Outcomes of Dealing With Disruptive Behaviors

    Disruptive behavior can have deleterious effects on a personal or organizational level, which can no longer be ignored. Accreditation of health care facilities now depends on an organization's ability to effectively address disruptive behaviors. Organizations that operation and purely force zero-tolerance policies demonstrate to their employees the promotion of a healthy work environment ( Hickson , 2013). 

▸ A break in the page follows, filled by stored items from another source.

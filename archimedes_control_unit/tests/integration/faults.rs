//! Integration test: hardware faults during a cut job.
//!
//! A fault ends the job as `Faulted` with exactly one error notification,
//! after the outputs were forced to rest and homing was attempted.

use super::{RecordingObserver, Rig};
use archimedes_common::prelude::*;
use archimedes_control_unit::cancel::CancellationToken;
use archimedes_control_unit::error::MotionError;
use archimedes_control_unit::observer::AutoConfirm;
use archimedes_control_unit::sequencer::{JobOutcome, RecoveryPath};
use archimedes_control_unit::state::position::MachinePosition;

fn run(rig: &mut Rig, observer: &mut RecordingObserver) -> JobOutcome {
    rig.sequencer
        .run_job(
            CutRequest::new(24.0, 18.0),
            &CancellationToken::new(),
            observer,
            &mut AutoConfirm,
        )
        .unwrap()
}

fn faulted_pin(outcome: &JobOutcome) -> Option<(PinId, RecoveryPath)> {
    match outcome {
        JobOutcome::Faulted {
            error: MotionError::HardwarePortFault(HalError::PortFault { pin, .. }),
            recovery,
        } => Some((*pin, *recovery)),
        _ => None,
    }
}

#[test]
fn dead_step_line_faults_the_job() {
    let mut rig = Rig::new();
    let x_step = rig.step_pin(AxisId::X);
    rig.sim.fail_pin(x_step);
    let mut observer = RecordingObserver::new();
    let journal = observer.journal();

    let outcome = run(&mut rig, &mut observer);

    assert_eq!(
        faulted_pin(&outcome),
        Some((x_step, RecoveryPath::FromHorizontalCut))
    );
    assert_eq!(journal.errors().len(), 1);
    assert_eq!(journal.cancels(), 0);
    assert_eq!(journal.completes(), 0);
    assert!(
        journal
            .messages("HorizontalCut")
            .contains(&"Cutting horizontally: failed".to_string())
    );
    // X never left home, so the remaining axes could still be homed.
    assert_eq!(rig.sequencer.position(), MachinePosition::HOME);
    assert_eq!(rig.sequencer.actuator_state(), ActuatorState::Retracted);
    rig.assert_outputs_at_rest();
}

#[test]
fn transient_fault_homes_from_executed_steps() {
    let mut rig = Rig::new();
    // Y direction write plus 100 full steps succeed.
    rig.sim.fail_after_writes(1 + 2 * 100);
    let mut observer = RecordingObserver::new();
    let journal = observer.journal();

    let outcome = run(&mut rig, &mut observer);

    assert_eq!(
        faulted_pin(&outcome),
        Some((rig.step_pin(AxisId::Y), RecoveryPath::FromHorizontalCut))
    );
    assert_eq!(journal.errors().len(), 1);
    // 100 steps down, 100 back.
    assert_eq!(rig.sim.rising_edges(rig.step_pin(AxisId::Y)), 200);
    assert_eq!(rig.sequencer.position(), MachinePosition::HOME);
    rig.assert_outputs_at_rest();
}

#[test]
fn failed_recovery_still_reports_one_error() {
    let mut rig = Rig::new();
    let y_step = rig.step_pin(AxisId::Y);
    let sim = rig.sim.clone();
    let mut observer = RecordingObserver::new().on("VerticalCut", "Cutting vertically", move || {
        sim.fail_pin(y_step)
    });
    let journal = observer.journal();

    let outcome = run(&mut rig, &mut observer);

    assert_eq!(
        faulted_pin(&outcome),
        Some((y_step, RecoveryPath::FromVerticalCut))
    );
    assert_eq!(journal.errors().len(), 1);
    assert_eq!(journal.cancels(), 0);
    let recovery = journal.messages("Cancelled");
    assert!(recovery.contains(&"Raising head: done".to_string()));
    assert!(recovery.contains(&"Returning Y home: failed".to_string()));

    // Head raised, stuck on the vertical cut line.
    let position = rig.sequencer.position();
    assert!(!position.head_lowered());
    assert_eq!(position.x, 24.0);
    assert_eq!(position.y, 23.0);
    rig.assert_outputs_at_rest();
}

#[test]
fn actuator_fault_leaves_bridge_released() {
    let mut rig = Rig::new();
    let enable = rig.config.actuator.enable_pin;
    rig.sim.fail_pin(enable);
    let mut observer = RecordingObserver::new();
    let journal = observer.journal();

    let outcome = run(&mut rig, &mut observer);

    assert_eq!(
        faulted_pin(&outcome),
        Some((enable, RecoveryPath::FromHorizontalCut))
    );
    assert_eq!(journal.errors().len(), 1);
    // Rod position unknown after the failed stroke.
    assert!(rig.sequencer.actuator_state().needs_retract());
    rig.assert_outputs_at_rest();
}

    A strong commitment on the part of health care agencies to eliminate disruptive behaviors, along with cooperation from everyone in the organization, is imperative. Longo (2010) identified approaches for addressing disruptive behaviors which include the following: adopt a zero-tolerance stance, develop a code of conduct that defines acceptable and unacceptable behaviors, provide education regarding communication skills, provide coaching and mentoring, provide mediation services to resolve disputes between parties, and take disciplinary action. 

    Rosenstein (2009) echoed similar topics as a call to action for health care environments to address disruptive behavior: strong organizational leadership, awareness and accountability, communication and team collaboration training, identifying clinical champion/clinical champions, enforcing policies and procedures, and reporting an intervention process.